WHAT YOU HAVE TO DO:
The answer must consist of the entries, copied exactly and in full.

EXTRACTED ENTRIES:
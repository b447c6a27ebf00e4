use super::Published;
use jni_sys::{jboolean, jint, jintArray, jlong, jobjectArray, jstring};
use libc::pid_t;
use std::ptr;

// Zygote.MOUNT_EXTERNAL_NONE
pub(crate) const MOUNT_EXTERNAL_NONE: jint = 0;

// 应用特化参数，Option 字段仅在较新平台的签名中存在
// 隐藏判定只读 uid、mount_external 与 nice_name
#[derive(Clone, Copy, Debug)]
#[allow(dead_code)]
pub(crate) struct AppSpecializeArgs {
    pub(crate) uid: jint,
    pub(crate) gid: jint,
    pub(crate) gids: jintArray,
    pub(crate) runtime_flags: jint,
    pub(crate) rlimits: jobjectArray,
    pub(crate) mount_external: jint,
    pub(crate) se_info: jstring,
    pub(crate) nice_name: jstring,
    pub(crate) instruction_set: jstring,
    pub(crate) app_data_dir: jstring,

    pub(crate) is_child_zygote: Option<jboolean>,
    pub(crate) is_top_app: Option<jboolean>,
    pub(crate) pkg_data_info_list: Option<jobjectArray>,
    pub(crate) whitelisted_data_info_list: Option<jobjectArray>,
    pub(crate) mount_data_dirs: Option<jboolean>,
    pub(crate) mount_storage_dirs: Option<jboolean>,
}

impl Default for AppSpecializeArgs {
    fn default() -> Self {
        Self {
            uid: 0,
            gid: 0,
            gids: ptr::null_mut(),
            runtime_flags: 0,
            rlimits: ptr::null_mut(),
            mount_external: MOUNT_EXTERNAL_NONE,
            se_info: ptr::null_mut(),
            nice_name: ptr::null_mut(),
            instruction_set: ptr::null_mut(),
            app_data_dir: ptr::null_mut(),
            is_child_zygote: None,
            is_top_app: None,
            pkg_data_info_list: None,
            whitelisted_data_info_list: None,
            mount_data_dirs: None,
            mount_storage_dirs: None,
        }
    }
}

impl AppSpecializeArgs {
    // MOUNT_EXTERNAL_NONE 时不询问守护进程，直接视为不隐藏
    pub(crate) fn hide_eligible(&self) -> bool {
        self.mount_external != MOUNT_EXTERNAL_NONE
    }
}

#[derive(Clone, Copy, Debug)]
#[allow(dead_code)]
pub(crate) struct ServerForkArgs {
    pub(crate) uid: jint,
    pub(crate) gid: jint,
    pub(crate) gids: jintArray,
    pub(crate) runtime_flags: jint,
    pub(crate) rlimits: jobjectArray,
    pub(crate) permitted_capabilities: jlong,
    pub(crate) effective_capabilities: jlong,
}

#[derive(Clone, Copy, Debug)]
pub(crate) enum SpecializeArgs {
    App(AppSpecializeArgs),
    Server(ServerForkArgs),
}

impl SpecializeArgs {
    pub(crate) fn uid(&self) -> jint {
        match self {
            Self::App(args) => args.uid,
            Self::Server(args) => args.uid,
        }
    }
}

#[derive(Clone, Copy, Debug, Eq, PartialEq)]
pub(crate) enum ForkPhase {
    Idle,
    PreFork,
    ParentDone,
    ChildContinuing,
    PostFork,
}

// 当前正在进行的特化调用，仅在该调用的动态范围内存在
#[derive(Debug)]
pub(crate) struct HookContext {
    pub(crate) pid: pid_t,
    pub(crate) do_hide: bool,
    pub(crate) phase: ForkPhase,
    pub(crate) args: SpecializeArgs,
}

impl HookContext {
    pub(crate) fn new(args: SpecializeArgs) -> Self {
        Self {
            pid: 0,
            do_hide: false,
            phase: ForkPhase::Idle,
            args,
        }
    }

    pub(crate) fn published(&self) -> Published {
        Published {
            pid: self.pid,
            do_hide: self.do_hide,
        }
    }

    pub(crate) fn is_parent(&self) -> bool {
        self.pid != 0
    }
}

WRITTEN ANSWER:
repository b447c6a27ebf00e4
use super::Published;
use jni_sys::{jboolean, jint, jintArray, jlong, jobjectArray, jstring};
use libc::pid_t;
use std::ptr;

// Zygote.MOUNT_EXTERNAL_NONE
pub(crate) const MOUNT_EXTERNAL_NONE: jint = 0;

// 应用特化参数，Option 字段仅在较新平台的签名中存在
// 隐藏判定只读 uid、mount_external 与 nice_name
#[derive(Clone, Copy, Debug)]
#[allow(dead_code)]
pub(crate) struct AppSpecializeArgs {
    pub(crate) uid: jint,
    pub(crate) gid: jint,
    pub(crate) gids: jintArray,
    pub(crate) runtime_flags: jint,
    pub(crate) rlimits: jobjectArray,
    pub(crate) mount_external: jint,
    pub(crate) se_info: jstring,
    pub(crate) nice_name: jstring,
    pub(crate) instruction_set: jstring,
    pub(crate) app_data_dir: jstring,

    pub(crate) is_child_zygote: Option<jboolean>,
    pub(crate) is_top_app: Option<jboolean>,
    pub(crate) pkg_data_info_list: Option<jobjectArray>,
    pub(crate) whitelisted_data_info_list: Option<jobjectArray>,
    pub(crate) mount_data_dirs: Option<jboolean>,
    pub(crate) mount_storage_dirs: Option<jboolean>,
}

impl Default for AppSpecializeArgs {
    fn default() -> Self {
        Self {
            uid: 0,
            gid: 0,
            gids: ptr::null_mut(),
            runtime_flags: 0,
            rlimits: ptr::null_mut(),
            mount_external: MOUNT_EXTERNAL_NONE,
            se_info: ptr::null_mut(),
            nice_name: ptr::null_mut(),
            instruction_set: ptr::null_mut(),
            app_data_dir: ptr::null_mut(),
            is_child_zygote: None,
            is_top_app: None,
            pkg_data_info_list: None,
            whitelisted_data_info_list: None,
            mount_data_dirs: None,
            mount_storage_dirs: None,
        }
    }
}

impl AppSpecializeArgs {
    // MOUNT_EXTERNAL_NONE 时不询问守护进程，直接视为不隐藏
    pub(crate) fn hide_eligible(&self) -> bool {
        self.mount_external != MOUNT_EXTERNAL_NONE
    }
}

#[derive(Clone, Copy, Debug)]
#[allow(dead_code)]
pub(crate) struct ServerForkArgs {
    pub(crate) uid: jint,
    pub(crate) gid: jint,
    pub(crate) gids: jintArray,
    pub(crate) runtime_flags: jint,
    pub(crate) rlimits: jobjectArray,
    pub(crate) permitted_capabilities: jlong,
    pub(crate) effective_capabilities: jlong,
}

#[derive(Clone, Copy, Debug)]
pub(crate) enum SpecializeArgs {
    App(AppSpecializeArgs),
    Server(ServerForkArgs),
}

impl SpecializeArgs {
    pub(crate) fn uid(&self) -> jint {
        match self {
            Self::App(args) => args.uid,
            Self::Server(args) => args.uid,
        }
    }
}

#[derive(Clone, Copy, Debug, Eq, PartialEq)]
pub(crate) enum ForkPhase {
    Idle,
    PreFork,
    ParentDone,
    ChildContinuing,
    PostFork,
}

// 当前正在进行的特化调用，仅在该调用的动态范围内存在
#[derive(Debug)]
pub(crate) struct HookContext {
    pub(crate) pid: pid_t,
    pub(crate) do_hide: bool,
    pub(crate) phase: ForkPhase,
    pub(crate) args: SpecializeArgs,
}

impl HookContext {
    pub(crate) fn new(args: SpecializeArgs) -> Self {
        Self {
            pid: 0,
            do_hide: false,
            phase: ForkPhase::Idle,
            args,
        }
    }

    pub(crate) fn published(&self) -> Published {
        Published {
            pid: self.pid,
            do_hide: self.do_hide,
        }
    }

    pub(crate) fn is_parent(&self) -> bool {
        self.pid != 0
    }
}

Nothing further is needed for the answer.